We found that winter, in other instances, that the fangs of the wolf were often decorously hidden. In one family of our acquaintance the father, a cigarmaker, left the house each morning in search of work, only to return at night hungrier and more exhausted by his fruitless exertions. One Sabbath eve I entered his tenement, to find the two rooms scrubbed and cleaned, and the mother and children prepared for the holy night. Over a brisk fire fed by bits of wood picked up by the children two covered pots were set, as if a supper were being prepared. But under the lids it was only water that bubbled. The proud mother could not bear to expose her poverty to the gossip of the neighbors, the humiliation being the greater because she was obliged to violate the sacred custom of preparing a ceremonious meal for the united family on Friday night.

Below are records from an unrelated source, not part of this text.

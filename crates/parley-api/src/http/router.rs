//! Axum router configuration with middleware.
//!
//! Middleware: CORS, request tracing.

use axum::routing::{get, post};
use axum::Router;
use tower_http::cors::{Any, CorsLayer};
use tower_http::trace::TraceLayer;

use crate::http::handlers;
use crate::state::AppState;

/// Build the complete router with all routes and middleware.
pub fn build_router(state: AppState) -> Router {
    let cors = CorsLayer::new()
        .allow_origin(Any)
        .allow_methods(Any)
        .allow_headers(Any);

    Router::new()
        .route("/chat", post(handlers::chat::chat))
        .route("/chat/stream", post(handlers::chat::stream_chat))
        .route("/health", get(health_check))
        .layer(cors)
        .layer(TraceLayer::new_for_http())
        .with_state(state)
}

/// GET /health - Simple health check endpoint (no auth required).
async fn health_check(
    axum::extract::State(state): axum::extract::State<AppState>,
) -> axum::Json<serde_json::Value> {
    axum::Json(serde_json::json!({
        "status": "ok",
        "version": env!("CARGO_PKG_VERSION"),
        "provider": state.provider().name(),
    }))
}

If the formalism of our neighbors in religious matters was constantly brought to our attention, instances of their tolerance were also far from rare. A Jewish woman, exhausted by her long day’s scrubbing of office floors, walked many extra blocks to beg us to get a priest for her Roman Catholic neighbor whose child was dying. An orthodox Jewish father, who had been goaded to bitterness because his daughter had married an “Irisher” and thus “insulted his religion,” felt that the young husband and his mother were equally wronged. This man, when I called on a Sabbath evening, took one of the lights from the table to show the way down the five flights of dark tenement stairs, and to my protest,—knowing, as I did, that he considered it a sin to handle fire on the Sabbath,—he said: “It is no sin for me to handle a light on the Sabbath to show respect to a friend who has helped to keep a family together.”

With Prayer-shawl and Phylactery

There was the story of Mary, eldest daughter, as we supposed, of an orthodox family. When we went to her engagement party we were surprised to see that the young man was not of the family faith. The mother told us that Mary, “such a pretty baby,” had been left on their doorstep in earlier and more prosperous days in Austria. “The Burgomeister had made proclamation,” but no one came to claim her, and the husband and wife, who as yet had no children of their own, decided to keep her. “God rewarded us and answered our prayers,” said Mrs. L⸺, for many children came afterward; but Mary, blonde and blue-eyed, was always the most cherished, the first-comer who had brought the others. When she was quite a young girl she was taken ill—a cold following exposure after her first “grown-up” party, for which her foster-mother had dressed her with pride. It seemed that nothing could save her, and the foster-mother in her distress thought with pity of the woman who had borne this sweet child. Surely she must be dead. No living mother could have abandoned so lovely a baby. And if she were dead and in the Christian heaven, she would look in vain there for her daughter. “So I called the priest and told him,” said Mrs. L⸺, “and he made a prayer over Mary, and said, ‘Now she is a Krist.’ The doctor, we called him too, and he said to get a goat, for the milk would be good for Mary; and she get well, but no so strong, as you see, and that is why she don’t go out to work like her brothers and sisters. We lose our money, that’s why we come to America, and Mary, now she marry a Krist.”

Gradually there came to our knowledge difficulties and conflicts not peculiar to any one set of people, but intensified in the case of our neighbors by poverty, unfamiliarity with laws and customs, the lack of privacy, and the frequent dependence of the elders upon the children. Workers in philanthropy, clergymen, orthodox rabbis, the unemployed, anxious parents, girls in distress, troublesome boys, came as individuals to see us, but no formal organization of our work was effected till we moved into the house on Henry Street, in 1895.